TASK OBJECTIVE:
Every entry in the following data should be output exactly.

THE DATA:
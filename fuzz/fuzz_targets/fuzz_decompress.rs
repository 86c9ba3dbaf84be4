#![no_main]

use libfuzzer_sys::fuzz_target;
use pixlz::{decompress, verify_round_trip, Token};

fuzz_target!(|data: &[u8]| {
    // Arbitrary token triples with unbounded lengths; malformed ones must be
    // rejected, never panic or abort on allocation
    let tokens: Vec<Token> = data
        .chunks_exact(10)
        .map(|c| {
            let mut length = [0u8; 8];
            length.copy_from_slice(&c[1..9]);
            Token {
                offset: usize::from(c[0] % 16),
                length: u64::from_le_bytes(length) as usize,
                next_symbol: (c[9] != 0xFF).then_some(c[9]),
            }
        })
        .collect();

    // Huge lengths that still fit in memory are valid output; keep the
    // unbounded replay to small ones and bound the rest by a target length
    if tokens.iter().all(|t| t.length <= 1 << 16) {
        let _ = decompress(&tokens);
    }
    let _ = verify_round_trip(&data[..data.len().min(64)], &tokens);
});
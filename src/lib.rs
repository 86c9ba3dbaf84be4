pub mod error;
pub mod lz77;

pub use error::{Error, Result};
pub use lz77::{
    decompress, observer_fn, verify_round_trip, CancelToken, CompressOutcome, Compressor,
    NoProgress, Progress, ProgressObserver, Symbol, Token,
};

/// How the compressor searches the window for the longest match
///
/// Both strategies emit identical token sequences; they differ only in speed.
#[derive(Clone, Copy, Debug, PartialEq, Eq, Default)]
pub enum MatchStrategy {
    /// Compare against every window position (O(window * buffer) per symbol)
    #[default]
    BruteForce,
    /// Follow a hash chain of positions sharing the next four symbols
    HashChain,
}

/// Configuration for a compression run
#[derive(Clone, Debug, PartialEq, Eq)]
pub struct CompressConfig {
    /// How far back (in symbols) a match may start
    pub window_size: usize,
    /// Lookahead horizon: the longest match considered
    pub buffer_size: usize,
    pub strategy: MatchStrategy,
}

impl CompressConfig {
    pub fn validate(&self) -> Result<()> {
        if self.window_size < 1 {
            return Err(Error::InvalidParameter { name: "window_size", value: self.window_size });
        }
        if self.buffer_size < 1 {
            return Err(Error::InvalidParameter { name: "buffer_size", value: self.buffer_size });
        }
        Ok(())
    }
}

impl Default for CompressConfig {
    fn default() -> Self {
        Self { window_size: 255, buffer_size: 255, strategy: MatchStrategy::BruteForce }
    }
}

/// Size report for a token sequence
///
/// Sizes follow the pixel-viewer convention: one byte per input symbol and
/// three bytes per token.
#[derive(Clone, Debug, Default, PartialEq, Eq)]
pub struct CompressionStats {
    pub input_symbols: usize,
    pub tokens: usize,
    pub literal_tokens: usize,
    pub match_tokens: usize,
    /// Symbols reproduced by back-references (excluding trailing symbols)
    pub matched_symbols: usize,
}

impl CompressionStats {
    /// Bytes charged per emitted token
    pub const TOKEN_BYTES: usize = 3;

    pub fn from_tokens<S: Symbol>(input_symbols: usize, tokens: &[Token<S>]) -> Self {
        let mut stats = Self { input_symbols, tokens: tokens.len(), ..Default::default() };
        for token in tokens {
            if token.is_literal() {
                stats.literal_tokens += 1;
            } else {
                stats.match_tokens += 1;
                stats.matched_symbols = stats.matched_symbols.saturating_add(token.length);
            }
        }
        stats
    }

    pub fn original_size(&self) -> usize {
        self.input_symbols
    }

    pub fn compressed_size(&self) -> usize {
        self.tokens * Self::TOKEN_BYTES
    }

    /// Compressed size over original size (0.0 for empty input)
    pub fn ratio(&self) -> f64 {
        if self.input_symbols == 0 {
            0.0
        } else {
            self.compressed_size() as f64 / self.original_size() as f64
        }
    }
}

/// Compress `symbols` with the brute-force matcher.
///
/// Fails with [`Error::InvalidParameter`] if either size is zero.
pub fn compress<S: Symbol>(
    symbols: &[S],
    window_size: usize,
    buffer_size: usize,
) -> Result<Vec<Token<S>>> {
    let config = CompressConfig { window_size, buffer_size, ..Default::default() };
    Ok(Compressor::new(config)?.compress(symbols))
}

RESPONSE AREA:
filename fuzz/fuzz_targets/fuzz_decompress.rs
repository 86c9ba3dbaf84be4
#![no_main]

use libfuzzer_sys::fuzz_target;
use pixlz::{decompress, verify_round_trip, Token};

fuzz_target!(|data: &[u8]| {
    // Arbitrary token triples with unbounded lengths; malformed ones must be
    // rejected, never panic or abort on allocation
    let tokens: Vec<Token> = data
        .chunks_exact(10)
        .map(|c| {
            let mut length = [0u8; 8];
            length.copy_from_slice(&c[1..9]);
            Token {
                offset: usize::from(c[0] % 16),
                length: u64::from_le_bytes(length) as usize,
                next_symbol: (c[9] != 0xFF).then_some(c[9]),
            }
        })
        .collect();

    // Huge lengths that still fit in memory are valid output; keep the
    // unbounded replay to small ones and bound the rest by a target length
    if tokens.iter().all(|t| t.length <= 1 << 16) {
        let _ = decompress(&tokens);
    }
    let _ = verify_round_trip(&data[..data.len().min(64)], &tokens);
});
filename src/lib.rs
repository 86c9ba3dbaf84be4
pub mod error;
pub mod lz77;

pub use error::{Error, Result};
pub use lz77::{
    decompress, observer_fn, verify_round_trip, CancelToken, CompressOutcome, Compressor,
    NoProgress, Progress, ProgressObserver, Symbol, Token,
};

/// How the compressor searches the window for the longest match
///
/// Both strategies emit identical token sequences; they differ only in speed.
#[derive(Clone, Copy, Debug, PartialEq, Eq, Default)]
pub enum MatchStrategy {
    /// Compare against every window position (O(window * buffer) per symbol)
    #[default]
    BruteForce,
    /// Follow a hash chain of positions sharing the next four symbols
    HashChain,
}

/// Configuration for a compression run
#[derive(Clone, Debug, PartialEq, Eq)]
pub struct CompressConfig {
    /// How far back (in symbols) a match may start
    pub window_size: usize,
    /// Lookahead horizon: the longest match considered
    pub buffer_size: usize,
    pub strategy: MatchStrategy,
}

impl CompressConfig {
    pub fn validate(&self) -> Result<()> {
        if self.window_size < 1 {
            return Err(Error::InvalidParameter { name: "window_size", value: self.window_size });
        }
        if self.buffer_size < 1 {
            return Err(Error::InvalidParameter { name: "buffer_size", value: self.buffer_size });
        }
        Ok(())
    }
}

impl Default for CompressConfig {
    fn default() -> Self {
        Self { window_size: 255, buffer_size: 255, strategy: MatchStrategy::BruteForce }
    }
}

/// Size report for a token sequence
///
/// Sizes follow the pixel-viewer convention: one byte per input symbol and
/// three bytes per token.
#[derive(Clone, Debug, Default, PartialEq, Eq)]
pub struct CompressionStats {
    pub input_symbols: usize,
    pub tokens: usize,
    pub literal_tokens: usize,
    pub match_tokens: usize,
    /// Symbols reproduced by back-references (excluding trailing symbols)
    pub matched_symbols: usize,
}

impl CompressionStats {
    /// Bytes charged per emitted token
    pub const TOKEN_BYTES: usize = 3;

    pub fn from_tokens<S: Symbol>(input_symbols: usize, tokens: &[Token<S>]) -> Self {
        let mut stats = Self { input_symbols, tokens: tokens.len(), ..Default::default() };
        for token in tokens {
            if token.is_literal() {
                stats.literal_tokens += 1;
            } else {
                stats.match_tokens += 1;
                stats.matched_symbols = stats.matched_symbols.saturating_add(token.length);
            }
        }
        stats
    }

    pub fn original_size(&self) -> usize {
        self.input_symbols
    }

    pub fn compressed_size(&self) -> usize {
        self.tokens * Self::TOKEN_BYTES
    }

    /// Compressed size over original size (0.0 for empty input)
    pub fn ratio(&self) -> f64 {
        if self.input_symbols == 0 {
            0.0
        } else {
            self.compressed_size() as f64 / self.original_size() as f64
        }
    }
}

/// Compress `symbols` with the brute-force matcher.
///
/// Fails with [`Error::InvalidParameter`] if either size is zero.
pub fn compress<S: Symbol>(
    symbols: &[S],
    window_size: usize,
    buffer_size: usize,
) -> Result<Vec<Token<S>>> {
    let config = CompressConfig { window_size, buffer_size, ..Default::default() };
    Ok(Compressor::new(config)?.compress(symbols))
}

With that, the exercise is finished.